Following the presentation, the Global Justice Center said the picture Suu Kyi built up of an “internal military conflict with no genocidal intent” was “completely false.”
“Multiple independent agencies and experts, as well as Rohingya themselves, have documented mass killings, widespread rape, and wholesale destruction of land and property intentionally inflicted on innocent civilians. The government has discriminated against the Rohingya for decades. This is genocide and it’s precisely what the Genocide Convention set out to prevent,” Akila Radhakrishnan, Global Justice Center President, said in a statement.
Many in the international community have questioned how a Nobel laureate renowned for fighting for democracy and human rights is now justifying her government’s persecution of the Muslim minority.
Yanghee Lee, the UN Special Rapporteur on human rights in Myanmar, told CNN before the hearings on Wednesday that ever since Suu Kyi’s party the National League for Democracy came to power after winning landslide elections in 2015, she has been “singing from a different song sheet.”

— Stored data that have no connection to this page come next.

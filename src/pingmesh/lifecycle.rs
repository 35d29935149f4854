//! Detection controller lifecycle
//!
//! # States
//!
//! ```text
//!                    ┌─────────────┐
//!     new() ───────> │    Idle     │ <─── start failed
//!                    └──────┬──────┘
//!                           │ Start
//!                    ┌──────▼──────┐
//!                    │  Starting   │
//!                    └──────┬──────┘
//!                           │ started
//!                    ┌──────▼──────┐ ─── Reload (config changed)
//!                    │   Running   │ <──┘
//!                    └──────┬──────┘
//!                           │ Stop
//!                    ┌──────▼──────┐
//!                    │   Stopped   │ ── Reload ──> Running
//!                    └─────────────┘
//! ```
//!
//! A controller is started at most once. After a stop it is brought back with a
//! reload, never a second start.
//!
//! # Example
//!
//! ```
//! use podwatch::pingmesh::lifecycle::{decide, ControllerCommand, ControllerState};
//!
//! assert_eq!(decide(ControllerState::Idle, true, true), Some(ControllerCommand::Start));
//! assert_eq!(decide(ControllerState::Running, true, false), None);
//! assert_eq!(decide(ControllerState::Running, false, true), Some(ControllerCommand::Stop));
//! ```

use serde::{Deserialize, Serialize};
use std::fmt;
use std::time::{Instant, SystemTime};

/// Maximum lifecycle events retained
const HISTORY_LIMIT: usize = 64;

#[derive(Debug, Clone, Copy, PartialEq, Eq, Hash, Serialize, Deserialize)]
#[serde(rename_all = "snake_case")]
pub enum ControllerState {
    /// Never started
    Idle,
    /// Start issued, not yet confirmed
    Starting,
    /// Detection active
    Running,
    /// Stopped after having run
    Stopped,
}

impl ControllerState {
    pub fn as_str(&self) -> &str {
        match self {
            ControllerState::Idle => "idle",
            ControllerState::Starting => "starting",
            ControllerState::Running => "running",
            ControllerState::Stopped => "stopped",
        }
    }
}

impl fmt::Display for ControllerState {
    fn fmt(&self, f: &mut fmt::Formatter<'_>) -> fmt::Result {
        f.write_str(self.as_str())
    }
}

/// Command sent to the detection controller
#[derive(Debug, Clone, Copy, PartialEq, Eq, Hash, Serialize, Deserialize)]
#[serde(rename_all = "snake_case")]
pub enum ControllerCommand {
    Start,
    Reload,
    Stop,
}

impl fmt::Display for ControllerCommand {
    fn fmt(&self, f: &mut fmt::Formatter<'_>) -> fmt::Result {
        match self {
            ControllerCommand::Start => write!(f, "start"),
            ControllerCommand::Reload => write!(f, "reload"),
            ControllerCommand::Stop => write!(f, "stop"),
        }
    }
}

/// Transition function: which command, if any, the current state calls for
pub fn decide(state: ControllerState, want_running: bool, changed: bool) -> Option<ControllerCommand> {
    match (state, want_running, changed) {
        (ControllerState::Idle, true, _) => Some(ControllerCommand::Start),
        (ControllerState::Running, true, true) => Some(ControllerCommand::Reload),
        (ControllerState::Running, false, _) => Some(ControllerCommand::Stop),
        (ControllerState::Stopped, true, _) => Some(ControllerCommand::Reload),
        _ => None,
    }
}

/// Recorded state change
#[derive(Debug, Clone)]
pub struct LifecycleEvent {
    pub from: ControllerState,
    pub to: ControllerState,
    pub timestamp: SystemTime,
}

#[derive(Debug)]
pub struct ControllerLifecycle {
    state: ControllerState,
    state_entered_at: Instant,
    events: Vec<LifecycleEvent>,
}

impl ControllerLifecycle {
    pub fn new() -> Self {
        Self {
            state: ControllerState::Idle,
            state_entered_at: Instant::now(),
            events: Vec::new(),
        }
    }

    pub fn state(&self) -> ControllerState {
        self.state
    }

    /// Detection is running
    pub fn is_active(&self) -> bool {
        self.state == ControllerState::Running
    }

    pub fn time_in_state(&self) -> std::time::Duration {
        self.state_entered_at.elapsed()
    }

    /// Command for the desired state, see [`decide`]
    pub fn decide(&self, want_running: bool, changed: bool) -> Option<ControllerCommand> {
        decide(self.state, want_running, changed)
    }

    /// Transition: Idle → Starting
    pub fn on_starting(&mut self) -> Option<LifecycleEvent> {
        if self.state != ControllerState::Idle {
            return None;
        }
        self.transition(ControllerState::Starting)
    }

    /// Transition: Starting/Stopped/Running → Running
    ///
    /// Running → Running records a reload.
    pub fn on_running(&mut self) -> Option<LifecycleEvent> {
        if self.state == ControllerState::Idle {
            return None;
        }
        self.transition(ControllerState::Running)
    }

    /// Transition: Starting → Idle after a failed start
    pub fn on_start_failed(&mut self) -> Option<LifecycleEvent> {
        if self.state != ControllerState::Starting {
            return None;
        }
        self.transition(ControllerState::Idle)
    }

    /// Transition: Running → Stopped
    pub fn on_stopped(&mut self) -> Option<LifecycleEvent> {
        if self.state != ControllerState::Running {
            return None;
        }
        self.transition(ControllerState::Stopped)
    }

    pub fn events(&self) -> &[LifecycleEvent] {
        &self.events
    }

    fn transition(&mut self, new_state: ControllerState) -> Option<LifecycleEvent> {
        let event = LifecycleEvent {
            from: self.state,
            to: new_state,
            timestamp: SystemTime::now(),
        };

        self.state = new_state;
        self.state_entered_at = Instant::now();
        if self.events.len() == HISTORY_LIMIT {
            self.events.remove(0);
        }
        self.events.push(event.clone());

        Some(event)
    }
}

impl Default for ControllerLifecycle {
    fn default() -> Self {
        Self::new()
    }
}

“We have to be aware that there are two Aung San Suu Kyi’s in Myanmar. The Aung San Suu Kyi prior to the 2015 election and the one post 2015 elections. The one we are seeing in The Hague is post 2015,” Lee said.
The special rapporteur said that when she pushed Suu Kyi to visit Rakhine state, her access to the country was threatened.
“She repeated the phrase, ‘if you continue this narrative you may not get any access to the country’. That was when I was really appalled,” Lee said.
Domestically, Suu Kyi’s appearance at The Hague could help bolster political support at home ahead of elections in 2020 – she is still widely popular in Myanmar.
Outside the Peace Palace on Wednesday, crowds of her supporters waved banners and posters reading: “We stand with Aung San Suu Kyi”
But by defending the military’s actions in Rakhine state, Lee said, “This way she cannot erase the truth that she is complicit in genocide and responsible for genocide.”
On Tuesday, the United States tightened sanctions on Myanmar’s Commander-in-Chief of the armed forces Min Aung Hlaing, his deputy Soe Win and two other military leaders for “serious human rights abuse” in Rakhine.
The sanctions under the Magnitsky Act freeze any US assets held by those sanctioned and stops Americans from conducting financial transactions with them.